Hacker News new | ask | show | jobs
by alexsideris 2240 days ago
Hey there, Alex here. I completely understand where you are coming from.

I'm not an expert on laws, GDPR, when consent is needed, by whom, etc.

This is a side project that just started gaining a little bit of traction, and I'll certainly look into all the above.

However, the emails I add are publicly available, found on the internet. Not from some leaked database.

I also have prices high in order to keep spammers away and have a small handful of customers. I only have about twenty, and they are targeting different kind of startups.

3 comments

Work email addresses are considered personal data under GDPR

https://www.cognitivelaw.co.uk/gdpr-issues-do-work-emails-co...

However, b2b marking may be allowed under the GDPR. Form your link:

> Recital 47 of the GDPR states that “The processing of personal data for direct marketing purposes may be regarded as carried out for a legitimate interest”. However, if you intend to rely on legitimate interest rather than consent, you will need to apply the following three-part test:

> 1. The purpose test: Are you processing personal data in pursuit of a legitimate interest?

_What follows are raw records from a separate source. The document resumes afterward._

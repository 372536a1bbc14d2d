//! Environment-driven configuration for the agriculture services

use crate::error::{AgriError, AgriResult};
use std::path::PathBuf;
use std::str::FromStr;
use std::time::Duration;

pub const DEFAULT_OPEN_METEO_URL: &str = "https://api.open-meteo.com/v1/forecast";
pub const DEFAULT_OPEN_METEO_ARCHIVE_URL: &str = "https://archive-api.open-meteo.com/v1/archive";
pub const DEFAULT_GEMINI_BASE_URL: &str = "https://generativelanguage.googleapis.com/v1beta";
pub const DEFAULT_GEMINI_MODEL: &str = "gemini-2.0-flash";

#[derive(Debug, Clone)]
pub struct AgriConfig {
    pub open_meteo_url: String,
    pub open_meteo_archive_url: String,
    pub weather_timeout: Duration,
    pub archive_timeout: Duration,
    pub crop_model_path: PathBuf,
    pub neighbours_csv: PathBuf,
    pub crop_prices_csv: PathBuf,
    pub ecocrop_csv: PathBuf,
    pub google_api_key: Option<String>,
    pub gemini_model: String,
    pub gemini_base_url: String,
    /// Exchanges replayed to the model on every chat turn
    pub chat_memory_turns: usize,
    pub chat_max_sessions: usize,
    pub chat_session_ttl: Duration,
}

impl Default for AgriConfig {
    fn default() -> Self {
        Self {
            open_meteo_url: DEFAULT_OPEN_METEO_URL.to_string(),
            open_meteo_archive_url: DEFAULT_OPEN_METEO_ARCHIVE_URL.to_string(),
            weather_timeout: Duration::from_secs(25),
            archive_timeout: Duration::from_secs(40),
            crop_model_path: PathBuf::from("artifacts/crop_model.json"),
            neighbours_csv: PathBuf::from("artifacts/neighbours_data.csv"),
            crop_prices_csv: PathBuf::from("artifacts/crop_prices_yield_revenue.csv"),
            ecocrop_csv: PathBuf::from("artifacts/cleaned_EcoCrop_DB.csv"),
            google_api_key: None,
            gemini_model: DEFAULT_GEMINI_MODEL.to_string(),
            gemini_base_url: DEFAULT_GEMINI_BASE_URL.to_string(),
            chat_memory_turns: 10,
            chat_max_sessions: 1000,
            chat_session_ttl: Duration::from_secs(3600),
        }
    }
}

fn parse_number<T: FromStr>(key: &str, value: Option<String>, default: T) -> AgriResult<T> {
    match value {
        Some(raw) => raw
            .trim()
            .parse()
            .map_err(|_| AgriError::Config(format!("{key} must be a number, got {raw:?}"))),
        None => Ok(default),
    }
}

/// Like [`parse_number`], rejecting an explicit zero
fn parse_positive<T>(key: &str, value: Option<String>, default: T) -> AgriResult<T>
where
    T: FromStr + Default + PartialEq,
{
    let parsed = parse_number(key, value, default)?;
    if parsed == T::default() {
        return Err(AgriError::Config(format!("{key} must be at least 1")));
    }
    Ok(parsed)
}

impl AgriConfig {
    pub fn from_env() -> AgriResult<Self> {
        Self::from_lookup(|key| std::env::var(key).ok())
    }

    /// Read configuration through an arbitrary key lookup; blank values count as unset
    pub fn from_lookup<F>(lookup: F) -> AgriResult<Self>
    where
        F: Fn(&str) -> Option<String>,
    {
        let d = Self::default();
        let get = |key: &str| lookup(key).filter(|v| !v.trim().is_empty());

        let weather_secs = parse_positive(
            "WEATHER_TIMEOUT_SECS",
            get("WEATHER_TIMEOUT_SECS"),
            d.weather_timeout.as_secs(),
        )?;
        let ttl_secs = parse_positive(
            "CHAT_SESSION_TTL_SECS",
            get("CHAT_SESSION_TTL_SECS"),
            d.chat_session_ttl.as_secs(),
        )?;
        let max_sessions = parse_positive(
            "CHAT_MAX_SESSIONS",
            get("CHAT_MAX_SESSIONS"),
            d.chat_max_sessions,
        )?;

        Ok(Self {
            open_meteo_url: get("OPEN_METEO_URL").unwrap_or(d.open_meteo_url),
            open_meteo_archive_url: get("OPEN_METEO_ARCHIVE_URL")
                .unwrap_or(d.open_meteo_archive_url),
            weather_timeout: Duration::from_secs(weather_secs),
            archive_timeout: d.archive_timeout.max(Duration::from_secs(weather_secs)),
            crop_model_path: get("CROP_MODEL_PATH")
                .map(PathBuf::from)
                .unwrap_or(d.crop_model_path),
            neighbours_csv: get("NEIGHBOURS_CSV")
                .map(PathBuf::from)
                .unwrap_or(d.neighbours_csv),
            crop_prices_csv: get("CROP_PRICES_CSV")
                .map(PathBuf::from)
                .unwrap_or(d.crop_prices_csv),
            ecocrop_csv: get("ECOCROP_CSV")
                .map(PathBuf::from)
                .unwrap_or(d.ecocrop_csv),
            google_api_key: get("GOOGLE_API_KEY"),
            gemini_model: get("GEMINI_MODEL").unwrap_or(d.gemini_model),
            gemini_base_url: get("GEMINI_BASE_URL").unwrap_or(d.gemini_base_url),
            chat_memory_turns: parse_number(
                "CHAT_MEMORY_TURNS",
                get("CHAT_MEMORY_TURNS"),
                d.chat_memory_turns,
            )?,
            chat_max_sessions: max_sessions,
            chat_session_ttl: Duration::from_secs(ttl_secs),
        })
    }
}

> 2. The necessity test: Is the processing proportionate to achieving your aims?

> 3. The balancing test: Is your legitimate interest overridden by the rights of the person whose data you’re processing?

This is the correct answer for B2B emails in Europe.
> I'm not an expert on laws, GDPR, when consent is needed, by whom, etc.

> This is a side project that just started gaining a little bit of traction, and I'll certainly look into all the above.

You are selling a product without even knowing the legality of doing so?

Never heard of ask for forgiveness than for permission?
I can't tell if you're being sarcastic. If you are, I applaud the subtlety.

For those nodding in agreement, ask yourself whether this line of thinking would hold up in court.

The GP has a point though. You can't operate a hotel without a license (AirBNB), you can't run a taxi business without a license (Uber), you can't keep other people's money like a bank without a license (PayPal). The list goes on...
Isn't this exactly survivorship bias?
Not exactly, but mine was a tongue-in-cheek comment anyway.
Move fast & break things at its best.
A small suggestion then: why not re-apply the same fundamental technologies and techniques, but to targeting public figures who are perhaps deserving of a little more scrutiny and contact than they're getting?

Rather than facilitating cold-calls to startup founders/leaders (which, let's face it, is generally a waste of their time and which they probably don't deserve that kind of punishment), why not expose the emails/contact-info of executives for bad actors in the marketplace, companies that have recently been sued or charged with crimes or civil complaints (by the SEC/FCC/etc.), companies that have had exposes written about them, etc.?

I'm not saying this will be a more profitable service or anything btw; in fact I'm quite certain it will have much less profit opportunity. But maybe this is something you can do to buy back some goodwill, to counterbalance the profit-seeking and cold-call/spam enabling side of this project.

Are you basically advocating facilitating the spamming of a certain section of "morally bad" individuals? I'm not sure this is the kind of advice that will lead to a less controversial business.